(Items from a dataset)
☆ ☆ ☆ ☆ ☆
//! a module turns a String expression into a symbolic expression
//!
//! Grammar (whitespace allowed between tokens):
//! ```text
//! expr    := term (('+' | '-') term)*
//! term    := unary (('*' | '/') unary)*
//! unary   := ('-' | '+') unary | power
//! power   := atom ('**' unary)?
//! atom    := number | func '(' expr ')' | ident | '(' expr ')'
//! ```
//! `^`, implicit multiplication and unknown function names are rejected.
//!# Example
//! ```
//! use derivata::symbolic::symbolic_engine::Expr;
//! let parsed_expression = Expr::parse_expression("x**2 + 3*x + 1").unwrap();
//! println!(" parsed_expression {}", parsed_expression);
//! assert!(Expr::parse_expression("x +* y").is_err());
//! ```
use crate::errors::ParseError;
use crate::symbolic::symbolic_engine::{Expr, FunctionKind, is_function_name};
use nom::{
    IResult, Parser,
    branch::alt,
    bytes::complete::tag,
    character::complete::{alpha1, alphanumeric1, char, digit0, digit1, multispace0, one_of},
    combinator::{cut, not, opt, recognize},
    error::{ErrorKind, ParseError as NomParseError},
    multi::{fold_many0, many0},
    sequence::{pair, terminated},
};
use std::str::FromStr;

/// error produced inside the combinators: where it happened and what was expected
#[derive(Debug, Clone, PartialEq)]
pub struct SyntaxError<'a> {
    pub input: &'a str,
    pub message: String,
}

impl<'a> SyntaxError<'a> {
    fn new(input: &'a str, message: impl Into<String>) -> Self {
        SyntaxError {
            input,
            message: message.into(),
        }
    }
}

impl<'a> NomParseError<&'a str> for SyntaxError<'a> {
    fn from_error_kind(input: &'a str, kind: ErrorKind) -> Self {
        SyntaxError::new(input, format!("unexpected input ({})", kind.description()))
    }

    fn append(_input: &'a str, _kind: ErrorKind, other: Self) -> Self {
        other
    }
}

type PResult<'a, T> = IResult<&'a str, T, SyntaxError<'a>>;

fn failure<'a, T>(input: &'a str, message: impl Into<String>) -> PResult<'a, T> {
    Err(nom::Err::Failure(SyntaxError::new(input, message)))
}

fn sp(input: &str) -> PResult<'_, &str> {
    multispace0(input)
}

fn expect_char(c: char, input: &str) -> PResult<'_, char> {
    let (input, _) = sp(input)?;
    match char::<&str, SyntaxError>(c).parse(input) {
        Ok(ok) => Ok(ok),
        Err(_) if c == ')' => failure(input, "expected ')': unbalanced parentheses"),
        Err(_) => failure(input, format!("expected '{}'", c)),
    }
}

fn number(input: &str) -> PResult<'_, Expr> {
    let (rest, text) = recognize((
        alt((
            recognize((digit1, opt((char('.'), digit0)))),
            recognize((char('.'), digit1)),
        )),
        opt((one_of("eE"), opt(one_of("+-")), digit1)),
    ))
    .parse(input)?;
    match text.parse::<f64>() {
        Ok(value) => Ok((rest, Expr::Const(value))),
        Err(_) => failure(input, format!("invalid number '{}'", text)),
    }
}

fn identifier(input: &str) -> PResult<'_, &str> {
    recognize(pair(alpha1, many0(alt((alphanumeric1, tag("_")))))).parse(input)
}

fn function_or_variable(input: &str) -> PResult<'_, Expr> {
    let (rest, name) = identifier(input)?;
    let (after_ws, _) = sp(rest)?;
    if after_ws.starts_with('(') {
        let Ok(kind) = FunctionKind::from_str(name) else {
            return failure(input, format!("unknown function '{}'", name));
        };
        let (rest, _) = expect_char('(', after_ws)?;
        let (rest, arg) = cut(expression).parse(rest)?;
        let (rest, _) = expect_char(')', rest)?;
        Ok((rest, Expr::Func(kind, arg.boxed())))
    } else if is_function_name(name) {
        failure(
            input,
            format!("function '{}' must be followed by an argument in parentheses", name),
        )
    } else {
        Ok((rest, Expr::Var(name.to_string())))
    }
}

fn parenthesized(input: &str) -> PResult<'_, Expr> {
    let (rest, _) = char('(').parse(input)?;
    let (rest, inner) = cut(expression).parse(rest)?;
    let (rest, _) = expect_char(')', rest)?;
    Ok((rest, inner))
}

fn atom(input: &str) -> PResult<'_, Expr> {
    let (input, _) = sp(input)?;
    match alt((number, function_or_variable, parenthesized)).parse(input) {
        Err(nom::Err::Error(_)) if input.is_empty() => failure(input, "unexpected end of input"),
        Err(nom::Err::Error(_)) if input.starts_with(')') => {
            failure(input, "unexpected ')': unbalanced parentheses")
        }
        Err(nom::Err::Error(_)) => {
            failure(input, "expected a number, variable, function call or '('")
        }
        other => other,
    }
}

fn power(input: &str) -> PResult<'_, Expr> {
    let (input, base) = atom(input)?;
    let (rest, _) = sp(input)?;
    if rest.starts_with('^') {
        return failure(rest, "'^' is not supported, use '**' for powers");
    }
    match tag::<&str, &str, SyntaxError>("**").parse(rest) {
        Ok((rest, _)) => {
            let (rest, exponent) = cut(unary).parse(rest)?;
            Ok((rest, Expr::Pow(base.boxed(), exponent.boxed())))
        }
        Err(_) => Ok((input, base)),
    }
}

fn unary(input: &str) -> PResult<'_, Expr> {
    let (input, _) = sp(input)?;
    match one_of::<&str, &str, SyntaxError>("+-").parse(input) {
        Ok((rest, '-')) => {
            let (rest, operand) = cut(unary).parse(rest)?;
            let negated = match operand {
                Expr::Const(c) => Expr::Const(-c),
                other => -other,
            };
            Ok((rest, negated))
        }
        Ok((rest, _)) => cut(unary).parse(rest),
        Err(_) => power(input),
    }
}

fn mul_op(input: &str) -> PResult<'_, char> {
    let (input, _) = sp(input)?;
    alt((terminated(char('*'), not(char('*'))), char('/'))).parse(input)
}

fn add_op(input: &str) -> PResult<'_, char> {
    let (input, _) = sp(input)?;
    one_of("+-").parse(input)
}

fn term(input: &str) -> PResult<'_, Expr> {
    let (input, first) = unary(input)?;
    let mut first = Some(first);
    fold_many0(
        pair(mul_op, cut(unary)),
        move || first.take().unwrap_or(Expr::Const(1.0)),
        |acc, (op, rhs)| match op {
            '*' => Expr::Mul(acc.boxed(), rhs.boxed()),
            _ => Expr::Div(acc.boxed(), rhs.boxed()),
        },
    )
    .parse(input)
}

fn expression(input: &str) -> PResult<'_, Expr> {
    let (input, first) = term(input)?;
    let mut first = Some(first);
    fold_many0(
        pair(add_op, cut(term)),
        move || first.take().unwrap_or(Expr::Const(0.0)),
        |acc, (op, rhs)| match op {
            '+' => Expr::Add(acc.boxed(), rhs.boxed()),
            _ => Expr::Sub(acc.boxed(), rhs.boxed()),
        },
    )
    .parse(input)
}

/// Parses the whole of `text` into a symbolic tree.
pub fn parse_expression_func(text: &str) -> Result<Expr, ParseError> {
    if text.trim().is_empty() {
        return Err(ParseError::new(text, "empty expression", 0));
    }
    let position = |rest: &str| text.len() - rest.len();
    match terminated(expression, multispace0).parse(text) {
        Ok(("", expr)) => Ok(expr),
        Ok((rest, _)) => {
            let message = if rest.starts_with(')') {
                "unexpected ')': unbalanced parentheses".to_string()
            } else {
                format!("unexpected input '{}'", rest)
            };
            Err(ParseError::new(text, message, position(rest)))
        }
        Err(nom::Err::Error(e)) | Err(nom::Err::Failure(e)) => {
            Err(ParseError::new(text, e.message, position(e.input)))
        }
        Err(nom::Err::Incomplete(_)) => Err(ParseError::new(text, "incomplete input", text.len())),
    }
}

impl Expr {
    /// Parses a string into a symbolic expression.
    pub fn parse_expression(input: &str) -> Result<Expr, ParseError> {
        parse_expression_func(input)
    }

    /// Parses several strings, stopping at the first error.
    pub fn parse_vector_expression(inputs: &[&str]) -> Result<Vec<Expr>, ParseError> {
        inputs.iter().map(|s| Expr::parse_expression(s)).collect()
    }
}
☆ ☆ ☆ ☆ ☆
**Exercise**
Whenever the string "Const" turns up in a line above, copy that line out.

**Answer for the task**
        Ok(value) => Ok((rest, Expr::Const(value))),
                Expr::Const(c) => Expr::Const(-c),
        move || first.take().unwrap_or(Expr::Const(1.0)),
        move || first.take().unwrap_or(Expr::Const(0.0)),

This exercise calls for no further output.